Professor do curso de pós-graduação em Administração Hoteleira do Centro Universitário Senac, Paulo Mélega afirma que os investimentos do setor hoteleiro são muito sensíveis ao desempenho econômico de um país. “O cenário recente da economia brasileira, impulsionada principalmente pelo crescimento das atividades industriais, de agronegócio e de petróleo, impactaram positivamente o turismo de negócios e eventos, principal demanda por hospedagem das cidades que estão recebendo investimentos em hotelaria”, observa.
Para garantir uma rentabilidade elevada, os investidores procuram cidades ou locais que se mostram ideais para o novo hotel. Mesmo com a construção de hotéis em todo o Brasil, Canteras ainda acredita o lucro só é garantido nas grandes capitais. “Os melhores locais para investir em um hotel são aqueles onde é justamente mais difícil de entrar: Rio, Brasília e São Paulo. É dificílimo. Brasília tem restrições por causa do Plano Piloto, o Rio tem poucos terrenos e São Paulo tem problemas de terreno e custa caro. Mas são investimentos que darão muita alegria por muito tempo”, diz.
Coordenador do núcleo hoteleiro e imobiliário turístico do Sindicato da Habitação de São Paulo (Secovi-SP) e consultor hoteleiro, Caio Calfat diz que cidades menores também receberão investimentos. Santos, no litoral paulista, e Uberlândia, no Triângulo Mineiro, são dois exemplos.
Econômicos
A maior parte dos investimentos que o País recebe não é de hotéis cinco estrelas ou hotéis butique, nos quais os hóspedes escolhem até seu tipo de travesseiro preferido. “A maior parte dos investimentos está concentrada em hotéis econômicos, com serviços limitados, voltado ao turismo de negócios. Em alguns mercados, como Rio e Belo Horizonte, existem investimentos em hotéis ‘midscale’ (três a quatro estrelas) e upscale (cinco estrelas), mas esta não é a regra”, afirma Mélega.
Há exceções. O empresário Eike Batista investe R$ 200 milhões na reforma do Hotel Gloria, no Rio. Depois de pronto, no fim de 2013, o empreendimento terá 231 apartamentos e deverá integrar o seleto grupo endereços com diárias acima de US$ 500.
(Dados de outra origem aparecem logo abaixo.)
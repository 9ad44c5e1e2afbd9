mod cli;
mod config;
mod data;
mod error;
mod orchestrator;
mod poll;
mod retry;
mod screening;
mod server;
mod snapshot;
mod telemetry;
mod ui;
mod workflow;

use std::net::SocketAddr;

use anyhow::{Context, Result};
use clap::Parser;
use tracing::error;

use cli::{Cli, Command};
use config::FactoryConfig;
use orchestrator::ApplicationRunner;
use telemetry::LogHub;
use ui::RunProgress;

#[tokio::main]
async fn main() {
    if let Err(e) = run().await {
        error!("Fatal error: {e:#}");
        eprintln!("Error: {e:#}");
        std::process::exit(1);
    }
}

async fn run() -> Result<()> {
    let cli = Cli::parse();

    let mut config = FactoryConfig::load(cli.config.as_deref()).context("loading configuration")?;
    if cli.verbose {
        config.telemetry.log_level = "debug".to_string();
    }

    match cli.command {
        Command::Config => {
            print!("{}", toml::to_string_pretty(&config)?);
            Ok(())
        }
        Command::Run {
            magic_link,
            co_applicants,
            guarantors,
            base_url,
        } => {
            if let Some(count) = co_applicants {
                config.actors.co_applicants = count;
            }
            if let Some(count) = guarantors {
                config.actors.guarantors = count;
            }
            if base_url.is_some() {
                config.api.base_url = base_url;
            }
            let cleanup = telemetry::clear_log_files(&config.paths.logs_dir);
            telemetry::init(&config.telemetry, &config.paths.logs_dir, &LogHub::default())?;
            cleanup.report();
            run_once(config, &magic_link).await
        }
        Command::Serve { host, port } => {
            let hub = LogHub::default();
            telemetry::init(&config.telemetry, &config.paths.logs_dir, &hub)?;
            let addr: SocketAddr = format!("{host}:{port}")
                .parse()
                .with_context(|| format!("invalid listen address {host}:{port}"))?;
            server::serve(addr, server::ServerState::new(config, hub)).await?;
            Ok(())
        }
    }
}

async fn run_once(config: FactoryConfig, magic_link: &str) -> Result<()> {
    let progress = RunProgress::start(magic_link);
    let bar = progress.bar();

    let result = ApplicationRunner::new(config)
        .on_stage(move |stage| RunProgress::update_stage(&bar, stage))
        .run(magic_link)
        .await;

    match result {
        Ok(outcome) => {
            progress.succeed(&outcome.record);
            progress.print_record(&outcome.record);
            Ok(())
        }
        Err(e) => {
            progress.fail(&e);
            Err(e.into())
        }
    }
}
//! HTTP control surface: start runs, read status and config, stream logs.

use std::convert::Infallible;
use std::net::SocketAddr;
use std::sync::Arc;

use axum::extract::State;
use axum::http::StatusCode;
use axum::response::sse::{Event, KeepAlive, Sse};
use axum::routing::{get, post};
use axum::{Json, Router};
use futures::stream::{self, Stream};
use serde::Deserialize;
use serde_json::{Value, json};
use tokio::sync::broadcast::{self, error::RecvError};
use tracing::{error, info};

use crate::config::FactoryConfig;
use crate::error::FactoryError;
use crate::orchestrator::{ApplicationRunner, RunGate};
use crate::telemetry::{LogEntry, LogHub, RUN_COMPLETE_MARKER};

#[derive(Clone)]
pub struct ServerState {
    config: Arc<FactoryConfig>,
    gate: RunGate,
    hub: LogHub,
}

impl ServerState {
    pub fn new(config: FactoryConfig, hub: LogHub) -> Self {
        Self {
            config: Arc::new(config),
            gate: RunGate::new(),
            hub,
        }
    }
}

#[derive(Debug, Deserialize)]
#[serde(rename_all = "camelCase")]
pub struct RunRequest {
    #[serde(default)]
    pub magic_link: Option<String>,
    #[serde(default)]
    pub overrides: Option<Value>,
}

pub fn router(state: ServerState) -> Router {
    Router::new()
        .route("/api/config", get(config_endpoint))
        .route("/api/status", get(status_endpoint))
        .route("/api/run", post(run_endpoint))
        .route("/api/logs", get(logs_endpoint))
        .with_state(state)
}

pub async fn serve(addr: SocketAddr, state: ServerState) -> Result<(), FactoryError> {
    let listener = tokio::net::TcpListener::bind(addr).await?;
    info!("App Factory control surface listening on http://{addr}");
    axum::serve(listener, router(state)).await?;
    Ok(())
}

async fn config_endpoint(State(state): State<ServerState>) -> Json<Value> {
    let config = &state.config;
    Json(json!({
        "actors": config.actors,
        "defaults": config.defaults,
        "timeouts": config.timeouts,
        "retry": config.retry,
    }))
}

async fn status_endpoint(State(state): State<ServerState>) -> Json<Value> {
    Json(json!({ "running": state.gate.is_running() }))
}

async fn run_endpoint(
    State(state): State<ServerState>,
    Json(request): Json<RunRequest>,
) -> (StatusCode, Json<Value>) {
    let guard = match state.gate.try_acquire() {
        Ok(guard) => guard,
        Err(e) => return (StatusCode::CONFLICT, Json(json!({ "error": e.to_string() }))),
    };

    let Some(magic_link) = request.magic_link.filter(|link| !link.trim().is_empty()) else {
        return (
            StatusCode::BAD_REQUEST,
            Json(json!({ "error": "magicLink is required" })),
        );
    };

    let mut config = FactoryConfig::clone(&state.config);
    if let Some(overrides) = &request.overrides {
        if let Err(e) = config.apply_overrides(overrides) {
            return (StatusCode::BAD_REQUEST, Json(json!({ "error": e.to_string() })));
        }
    }

    let hub = state.hub.clone();
    tokio::spawn(async move {
        let _guard = guard;
        match ApplicationRunner::new(config).run(&magic_link).await {
            Ok(outcome) => info!(
                "Run {} finished in {}ms",
                outcome.record.run_id, outcome.record.duration_ms
            ),
            Err(e) => error!("Run failed: {e}"),
        }
        hub.publish(LogEntry::info(module_path!(), RUN_COMPLETE_MARKER));
    });

    (StatusCode::OK, Json(json!({ "status": "started" })))
}

/// Entries from `rx` until the hub closes. Lagged observers skip ahead.
fn log_entries(rx: broadcast::Receiver<LogEntry>) -> impl Stream<Item = LogEntry> {
    stream::unfold(rx, |mut rx| async move {
        loop {
            match rx.recv().await {
                Ok(entry) => return Some((entry, rx)),
                Err(RecvError::Lagged(_)) => continue,
                Err(RecvError::Closed) => return None,
            }
        }
    })
}

async fn logs_endpoint(
    State(state): State<ServerState>,
) -> Sse<impl Stream<Item = Result<Event, Infallible>>> {
    use futures::StreamExt;

    let events = log_entries(state.hub.subscribe()).map(|entry| {
        Ok(Event::default()
            .json_data(&entry)
            .unwrap_or_else(|_| Event::default().data(entry.message)))
    });
    Sse::new(events).keep_alive(KeepAlive::default())
}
Os novos hotéis têm foco no turista de negócios e nos hóspedes brasileiros que viajam pelo País. Muitos dos empreendimentos são realizados por empresas brasileiras, como Allis e Atlantica, ou por redes internacionais que atuam no Brasil há muitos anos.
Fundos de investimento e grandes empresas estrangeiras do setor projetam abrir hotéis no Brasil ou expandir suas operações, mas ainda encontram dificuldades. Segundo Mélega, o mercado local e as condições econômicas exigem muito planejamento dos estrangeiros.
“Não é fácil desenvolver hotéis no Brasil, por vários fatores. Um deles refere-se à carência de mecanismos de financiamento para o setor ou à dificuldade de se obter os recursos das linhas de crédito existentes. Outro desafio está na tropicalização dos produtos e estratégias de desenvolvimento. Redes como Marriott e Hilton estruturaram suas áreas de desenvolvimento de novos negócios, mas ainda enfrentam grandes desafios para viabilizar os seus planos. No entanto, acredito que algumas redes internacionais ainda conseguirão ultrapassar as barreiras à entrada no País e conseguirão se estabelecer de maneira relevante”, afirma Mélega.
O professor do Senac cita como exemplo de sucesso a rede francesa Accor, que está no Brasil desde 1977. Aqui, a Accor tem hotéis com as bandeiras Formule 1, Ibis, Novotel, Mercure e Sofitel nas principais cidades. Recentemente, inaugurou em São Paulo o primeiro hotel com a bandeira Pullman. Na rede, esta bandeira é de categoria de luxo inferior apenas à Sofitel. Como parte dos seus investimentos, a Accor está comprando o estabelecimento onde fica o Sofitel, sua bandeira mais sofisticada, no Rio de Janeiro.
Assim como ocorreu com os flats nos anos 90, muitas redes não são donas dos hotéis que administram. Essa prática é comum no Brasil, pois é menos arriscada para os investidores. Os investimentos que chegam começam a mudar também este cenário. Ainda assim, o setor está longe da profissionalização no País. Calfat diz que muitos hotéis ainda estão nas mãos de pequenos investidores, são empresas familiares e, em alguns casos, não rendem tudo o que poderiam. “Nosso parque hoteleiro é pequeno e 90% dos hotéis não são de redes, são pequenos, mal administrados, amadores e caros”, diz.
Visitantes
O Brasil ainda tem menos quartos de hotéis e recebe menos turistas do que outros países. De acordo com dados do Ministério do Turismo, o Brasil tinha, em 2010, 288.610 quartos. De acordo com instituto de pesquisas Eurostat, que reúne dados dos países da União Europeia, a França tinha, no ano passado, 624 mil quartos de hotel; a Itália, 1,2 milhão; a Espanha 884 mil; e Portugal, 124.896 quartos (segundo dados do Turismo de Portugal). Segundo a consultoria STR Global, os Estados Unidos têm 4,8 milhões de quartos; o Egito, 152,9 mil; e os Emirados Árabes Unidos, 86 mil.
O Brasil ainda recebe poucos turistas estrangeiros. Em 2010, 932 milhões de pessoas viajaram para outros países em todo o mundo. O Brasil recebeu 5,2 milhões de estrangeiros em 2010. No mesmo período, a França recebeu 74,2 milhões de turistas e a Itália, 43,2 milhões.
As estimativas do Ministério do Turismo não apontam para um crescimento grande de turistas estrangeiros no Brasil nos próximos anos. Isso, contudo, não afeta os investimentos. Afinal, diz Mélega, os investimentos que a indústria hoteleira recebe têm como foco os próprios brasileiros.
“A demanda que tem crescido no Brasil é a interna, e não a de turistas estrangeiros. Apenas como exemplo, o fluxo de passageiros nos aeroportos do Brasil cresceu 15% entre 2008 e 2009 e 21% em 2010. Em 2011 já acompanhamos um crescimento de cerca de 20% em relação ao mesmo período de 2010. São números expressivos, que refletem o aumento do número de viagens, principalmente de brasileiros dentro do País. O mercado interno é a grande oportunidade que justifica os investimentos em hotelaria”, diz Mélega.